Lynas Rare Earths blames inflationary pressures, approval delays and deadlines imposed by Malaysian authorities for a big cost blowout on a downstream processing plant under construction in Western Australia.

The cost of building the cracking and leaching plant at Kalgoorlie has blown out to $730 million, up from $575 million, as Lynas runs down the clock to have it up and running by December 31.

Amanda Lacaze says the rush to finish the Kalgoorlie plant was a big factor in the cost blowout. Carla Gottgens

Lynas boss Amanda Lacaze cannot guarantee hitting that deadline, but is confident it is within reach.

The company is pursuing legal action in Malaysia aimed at lifting onerous conditions retrospectively applied to its original operating licence for downstream processing at Kuantan of rare earths mined at Mt Weld in WA.

Ms Lacaze said the rush to finish the Kalgoorlie plant was a big factor in the cost blowout, along with delays in the initial approval process.

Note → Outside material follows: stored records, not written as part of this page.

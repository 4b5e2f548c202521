// FICHIER : src-api/src/utils/config.rs

use crate::utils::env;
use crate::utils::error::{AppError, VitrineResult};
use serde::{Deserialize, Serialize};
use std::fmt;
use std::path::PathBuf;
use std::str::FromStr;

/// Valeurs par défaut (Single Source of Truth)
pub const DEFAULT_HOST: &str = "0.0.0.0";
pub const DEFAULT_PORT: u16 = 3000;
pub const DEFAULT_DATA_FILE: &str = "vitrine-data.json";
pub const DEFAULT_LOG_LEVEL: &str = "info";
pub const DEFAULT_HTTP_TIMEOUT_SECS: u64 = 30;

/// Configuration globale, lue une seule fois au démarrage puis injectée.
#[derive(Debug, Clone, Serialize, Deserialize, PartialEq)]
pub struct AppConfig {
    pub env_mode: EnvMode,
    pub server: ServerConfig,
    pub store: StoreConfig,
    pub log: LogConfig,
    #[serde(default)]
    pub firebase: FirebaseConfig,
}

#[derive(Debug, Clone, Copy, Serialize, Deserialize, PartialEq, Eq)]
#[serde(rename_all = "lowercase")]
pub enum EnvMode {
    Development,
    Production,
    Test,
}

impl FromStr for EnvMode {
    type Err = AppError;

    fn from_str(s: &str) -> Result<Self, Self::Err> {
        match s.to_ascii_lowercase().as_str() {
            "development" | "dev" => Ok(EnvMode::Development),
            "production" | "prod" => Ok(EnvMode::Production),
            "test" => Ok(EnvMode::Test),
            other => Err(AppError::Config(format!(
                "VITRINE_ENV_MODE invalide : '{}'",
                other
            ))),
        }
    }
}

#[derive(Debug, Clone, Serialize, Deserialize, PartialEq)]
pub struct ServerConfig {
    pub host: String,
    pub port: u16,
}

impl ServerConfig {
    pub fn bind_address(&self) -> String {
        format!("{}:{}", self.host, self.port)
    }
}

#[derive(Debug, Clone, Copy, Serialize, Deserialize, PartialEq, Eq)]
#[serde(rename_all = "lowercase")]
pub enum StoreBackend {
    Firebase,
    Memory,
    File,
}

impl FromStr for StoreBackend {
    type Err = AppError;

    fn from_str(s: &str) -> Result<Self, Self::Err> {
        match s.to_ascii_lowercase().as_str() {
            "firebase" => Ok(StoreBackend::Firebase),
            "memory" => Ok(StoreBackend::Memory),
            "file" => Ok(StoreBackend::File),
            other => Err(AppError::Config(format!(
                "VITRINE_STORE invalide : '{}' (attendu firebase, memory ou file)",
                other
            ))),
        }
    }
}

#[derive(Debug, Clone, Serialize, Deserialize, PartialEq)]
pub struct StoreConfig {
    pub backend: StoreBackend,
    pub data_file: PathBuf,
    pub http_timeout_secs: u64,
}

#[derive(Debug, Clone, Serialize, Deserialize, PartialEq)]
pub struct LogConfig {
    pub level: String,
    pub dir: Option<PathBuf>,
}

impl Default for LogConfig {
    fn default() -> Self {
        Self {
            level: DEFAULT_LOG_LEVEL.to_string(),
            dir: None,
        }
    }
}

/// Paramètres du projet Firebase (mêmes clés que le SDK web).
#[derive(Clone, Serialize, Deserialize, PartialEq, Default)]
pub struct FirebaseConfig {
    pub api_key: Option<String>,
    pub auth_domain: Option<String>,
    pub database_url: Option<String>,
    pub project_id: Option<String>,
    pub storage_bucket: Option<String>,
    pub messaging_sender_id: Option<String>,
    pub app_id: Option<String>,
    pub measurement_id: Option<String>,
    /// Secret ou jeton passé en paramètre `auth=` aux appels REST.
    pub database_secret: Option<String>,
}

// Les secrets ne doivent jamais apparaître dans les logs.
impl fmt::Debug for FirebaseConfig {
    fn fmt(&self, f: &mut fmt::Formatter<'_>) -> fmt::Result {
        f.debug_struct("FirebaseConfig")
            .field("database_url", &self.database_url)
            .field("project_id", &self.project_id)
            .field("api_key", &self.api_key.as_ref().map(|_| "***"))
            .field("database_secret", &self.database_secret.as_ref().map(|_| "***"))
            .finish_non_exhaustive()
    }
}

impl FirebaseConfig {
    pub fn from_env() -> Self {
        Self {
            api_key: env::get_optional("FIREBASE_API_KEY"),
            auth_domain: env::get_optional("FIREBASE_AUTH_DOMAIN"),
            database_url: env::get_optional("FIREBASE_DATABASE_URL"),
            project_id: env::get_optional("FIREBASE_PROJECT_ID"),
            storage_bucket: env::get_optional("FIREBASE_STORAGE_BUCKET"),
            messaging_sender_id: env::get_optional("FIREBASE_MESSAGING_SENDER_ID"),
            app_id: env::get_optional("FIREBASE_APP_ID"),
            measurement_id: env::get_optional("FIREBASE_MEASUREMENT_ID"),
            database_secret: env::get_optional("FIREBASE_DATABASE_SECRET"),
        }
    }
}

// --- IMPLÉMENTATION PRINCIPALE ---

impl AppConfig {
    /// Charge la configuration depuis l'environnement et la valide.
    pub fn from_env() -> VitrineResult<Self> {
        let env_mode = match env::get_optional("VITRINE_ENV_MODE") {
            Some(raw) => raw.parse()?,
            None if cfg!(debug_assertions) => EnvMode::Development,
            None => EnvMode::Production,
        };

        let backend = match env::get_optional("VITRINE_STORE") {
            Some(raw) => raw.parse()?,
            None => StoreBackend::Firebase,
        };

        let config = Self {
            env_mode,
            server: ServerConfig {
                host: env::get_or("VITRINE_HOST", DEFAULT_HOST),
                port: env::get_parsed("VITRINE_PORT")?.unwrap_or(DEFAULT_PORT),
            },
            store: StoreConfig {
                backend,
                data_file: PathBuf::from(env::get_or("VITRINE_DATA_FILE", DEFAULT_DATA_FILE)),
                http_timeout_secs: env::get_parsed("VITRINE_HTTP_TIMEOUT_SECS")?
                    .unwrap_or(DEFAULT_HTTP_TIMEOUT_SECS),
            },
            log: LogConfig {
                level: env::get_or("VITRINE_LOG_LEVEL", DEFAULT_LOG_LEVEL),
                dir: env::get_optional("VITRINE_LOG_DIR").map(PathBuf::from),
            },
            firebase: FirebaseConfig::from_env(),
        };

        config.validate()?;
        Ok(config)
    }

    /// Configuration en mémoire, sans dépendance à l'environnement (tests, outils).
    pub fn in_memory(env_mode: EnvMode) -> Self {
        Self {
            env_mode,
            server: ServerConfig {
                host: "127.0.0.1".to_string(),
                port: 0,
            },
            store: StoreConfig {
                backend: StoreBackend::Memory,
                data_file: PathBuf::from(DEFAULT_DATA_FILE),
                http_timeout_secs: DEFAULT_HTTP_TIMEOUT_SECS,
            },
            log: LogConfig::default(),
            firebase: FirebaseConfig::default(),
        }
    }

    pub fn validate(&self) -> VitrineResult<()> {
        if self.store.backend == StoreBackend::Firebase && self.firebase.database_url.is_none() {
            return Err(AppError::Config(
                "FIREBASE_DATABASE_URL est requis avec VITRINE_STORE=firebase".to_string(),
            ));
        }
        if self.store.http_timeout_secs == 0 {
            return Err(AppError::Config(
                "VITRINE_HTTP_TIMEOUT_SECS doit être strictement positif".to_string(),
            ));
        }
        Ok(())
    }

    /// Les détails techniques des erreurs ne sont exposés qu'hors production.
    pub fn is_production(&self) -> bool {
        self.env_mode == EnvMode::Production
    }
}

// --- TESTS UNITAIRES ---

She said Lynas had been forced to build the plant in a “ridiculously compressed timeframe” and that working around the clock escalated costs on top of the inflationary pressures that have hit other critical minerals projects in Australia.

Lynas posted full-year net profit of $310.7 million, down from $540.8 million, on lower rare earths prices countering higher production. Revenue fell to $739.3 million from $920 million and EBITDA slipped to $377.7 million from $601.2 million.

The profit and earnings numbers were slightly better than consensus.

Lynas, the world’s biggest supplier of rare earths outside of China, is continuing to withhold a portion of supply from the market in response to the plunge in prices for the key ingredient in wind turbines, electronics and military applications.

The average Chinese domestic price of neodymium and praseodymium (NdPr) slid to $US60.30 a kilogram in the June quarter from $US86.60 ($129.70) a kilogram in the March quarter, and down from $US120.40 a kilogram last year.

Across its range of rare earths oxides, Lynas received an average price of $46.20 a kilogram in 2022-23, down from $60.30 a kilogram last year.

Lynas said rare earths prices in China were improving but only at about “one renminbi a day” amid concerns about the economy and housing sector.

Ms Lacaze bemoaned that Lynas had been handed such a hard deadline to stop cracking and leaching, a process that leaves behind low-level radioactive waste, by Malaysian authorities.

In addition to the cost blowout at Kalgoorlie, Lynas expects about $50 million of pre-commissioning and commissioning costs before first production.

Lynas said it could cover the additional costs from available reserves and without affecting its other growth plans, which include a big expansion of the Mt Weld mine, securing new mines to boost its capacity to produce heavy rare earths and a major downstream processing plant being built in Texas with $US258 million in backing from the US Department of Defence.

Lynas has purchased a 60 hectare site in an existing industrial zone in Seadrift, Texas, where it sees potential to co-operate with near neighbour Dow Chemicals on reagents and infrastructure.

Lynas is on the hunt for a new mine or large tailings stockpiles that are high in heavy rare earths. One of the requirements of the Pentagon is that it can supply heavy rare earths as well as the light rare earth prevalent in its Mt Weld mine.